On Central African Republic, France's Araud Denies August Inaction Due to Vacation, Says Haiti Up to Ban, Calls PM Lamothe's "Moral Responsibility" Vague


By Matthew Russell Lee
UNITED NATIONS, October 10 -- A Central African Republic resolution was belatedly adopted by the UN Security Council on Thursday, after more than two months of delay. Afterward Inner City Press asked French Permanent Representative Gerard Araud why no action had been taken back in August. Video here, from Minute 3:58.
Araud said it was silly to suggest that France wasn't working hard. He blamed the delay on the obscurity of CAR, that it is not on the front pages of American newspapers.
But as Inner City Press reported in August, from multiple sources inside and outside the Council, the United States was said to expect a CAR resolution in August, after their presidency ended in July. But, the sources -- including in the French mission -- said, France explained that nothing would be done in August because of vacations, including Araud's.

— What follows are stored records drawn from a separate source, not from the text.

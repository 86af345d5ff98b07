//! Domain types providing compile-time safety and self-documentation
//!
//! These newtype wrappers prevent passing a process ID where a thread ID is
//! expected, which matters here because capture records carry both.

use serde::Serialize;
use std::fmt;
use threadscope_common::{ProcessId, ThreadId};

/// Process ID
#[derive(Debug, Clone, Copy, PartialEq, Eq, Hash, PartialOrd, Ord, Serialize)]
#[serde(transparent)]
pub struct Pid(pub ProcessId);

impl fmt::Display for Pid {
    fn fmt(&self, f: &mut fmt::Formatter<'_>) -> fmt::Result {
        write!(f, "PID:{}", self.0)
    }
}

/// Thread ID
///
/// Represents a thread ID as recorded by the capture. Thread ids are only
/// unique while the thread is alive, so they are always paired with a capture.
#[derive(Debug, Clone, Copy, PartialEq, Eq, Hash, PartialOrd, Ord, Serialize)]
#[serde(transparent)]
pub struct Tid(pub ThreadId);

impl Tid {
    /// Returns true if `tid` refers to this thread.
    #[must_use]
    pub fn is(self, tid: ThreadId) -> bool {
        self.0 == tid
    }
}

impl fmt::Display for Tid {
    fn fmt(&self, f: &mut fmt::Formatter<'_>) -> fmt::Result {
        write!(f, "TID:{}", self.0)
    }
}
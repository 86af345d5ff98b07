//! Command-line interface

pub mod args;

pub use args::Args;
//! Call-stack walking for activity labels.
//!
//! UI threads spend their life inside a message loop. The frame the loop
//! called into (the one directly leafward of the loop's own frame) says what
//! the thread was doing: waiting for a message, dispatching one, idling.
//! This module finds that frame.
//!
//! ```text
//! leaf   ntdll!NtUserGetMessage
//!        win32u!NtUserGetMessage
//!        user32!GetMessageW              ← activity label
//! anchor msenv!MainMessageLoop::Run
//! root   devenv!WinMain
//! ```

use threadscope_common::{Frame, FrameSymbol};

/// Returns true if `frame` renders exactly to `signature` (`module!method` or `module!0xaddr`).
///
/// Resolved frames are compared piecewise without allocating.
#[must_use]
pub fn frame_matches(frame: &Frame, signature: &str) -> bool {
    let Some((module, symbol)) = signature.split_once('!') else {
        return false;
    };
    if frame.module_or_unknown() != module {
        return false;
    }
    match &frame.symbol {
        FrameSymbol::Method(name) => name == symbol,
        FrameSymbol::Address(addr) => symbol == format!("0x{addr:x}"),
    }
}

/// Returns true if any frame of `stack` matches `signature`.
#[must_use]
pub fn stack_contains(stack: &[Frame], signature: &str) -> bool {
    stack.iter().any(|frame| frame_matches(frame, signature))
}

/// Extract the activity label of a leaf-first call stack.
///
/// Walks from the leaf toward the root until a frame matches `anchor`, and
/// returns the signature of the frame visited just before it (the frame
/// immediately inside the anchor).
///
/// Returns `None` (unresolved) when the anchor never appears, or when the
/// anchor is the leaf frame itself so nothing sits inside it.
#[must_use]
pub fn extract_activity_label(stack: &[Frame], anchor: &str) -> Option<String> {
    let mut inner: Option<&Frame> = None;
    for frame in stack {
        if frame_matches(frame, anchor) {
            return inner.map(Frame::signature);
        }
        inner = Some(frame);
    }
    None
}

France "has the pen" on CAR, as it does on the Democratic Republic of the Congo, Cote d'Ivoire, Mali and other parts of its colonial heritage. When it won't draft, nothing happens.
  Rwanda was not consulted on which journalists had asked to go on the trip, and which France hand picked and which it banned. This is colonialism.
  After Araud spoke, Inner City Press asked the outgoing representative of the Central African Republic what he thought of Araud's saying the situation in CAR is not an emergency, so there would be no force like "Serval" in Mali, but rather perhaps one like "Licorne" (Unicorn) in Cote d'Ivoire.
  The CAR representative diplomatically said that since CAR is such a "foreign country," they have to take what they can get and hope for more in the future. They call it FranceAfrique.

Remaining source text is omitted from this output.